State the number of lines in the listing that contain "SmolStr". No further words are expected.

*** Opening of Records provided ***

use derive_more::Constructor;
use reqwest::Method;
use rotator_integration::protocol::http::rest::RestRequest;
use serde::Deserialize;
use smol_str::SmolStr;
use std::borrow::Cow;

/// `GET /sapi/v1/convert/assetInfo` (SIGNED, weight 100).
///
/// Per-asset Convert precision (`fraction` = supported fractional digits).
#[derive(Debug, Clone, Default, Constructor)]
pub struct GetAssetInfo;

impl RestRequest for GetAssetInfo {
    type Response = AssetInfoResponse;
    type QueryParams = ();
    type Body = ();

    fn path(&self) -> Cow<'static, str> {
        "/sapi/v1/convert/assetInfo".into()
    }

    fn method() -> Method {
        Method::GET
    }

    fn weight(&self) -> u32 {
        100
    }
}

#[derive(Debug, Clone, Deserialize)]
#[serde(untagged)]
pub enum AssetInfoResponse {
    Assets(Vec<AssetPrecision>),
    Keyed { data: Vec<AssetPrecision> },
}

impl AssetInfoResponse {
    pub fn into_assets(self) -> Vec<AssetPrecision> {
        match self {
            AssetInfoResponse::Assets(assets) => assets,
            AssetInfoResponse::Keyed { data } => data,
        }
    }
}

#[derive(Debug, Clone, Eq, PartialEq, Deserialize)]
pub struct AssetPrecision {
    pub asset: SmolStr,
    pub fraction: u32,
}

#[cfg(test)]
mod tests {
    use super::*;

    #[test]
    fn test_asset_info_shapes() {
        let bare = r#"[{"asset": "BTC", "fraction": 8}, {"asset": "SHIB", "fraction": 2}]"#;
        let assets = serde_json::from_str::<AssetInfoResponse>(bare)
            .unwrap()
            .into_assets();
        assert_eq!(assets.len(), 2);
        assert_eq!(assets[0].fraction, 8);

        let keyed = r#"{"data": [{"asset": "BTC", "fraction": 8}]}"#;
        let assets = serde_json::from_str::<AssetInfoResponse>(keyed)
            .unwrap()
            .into_assets();
        assert_eq!(assets.len(), 1);
    }
}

*** Close of Records provided ***

* **Answer**: 2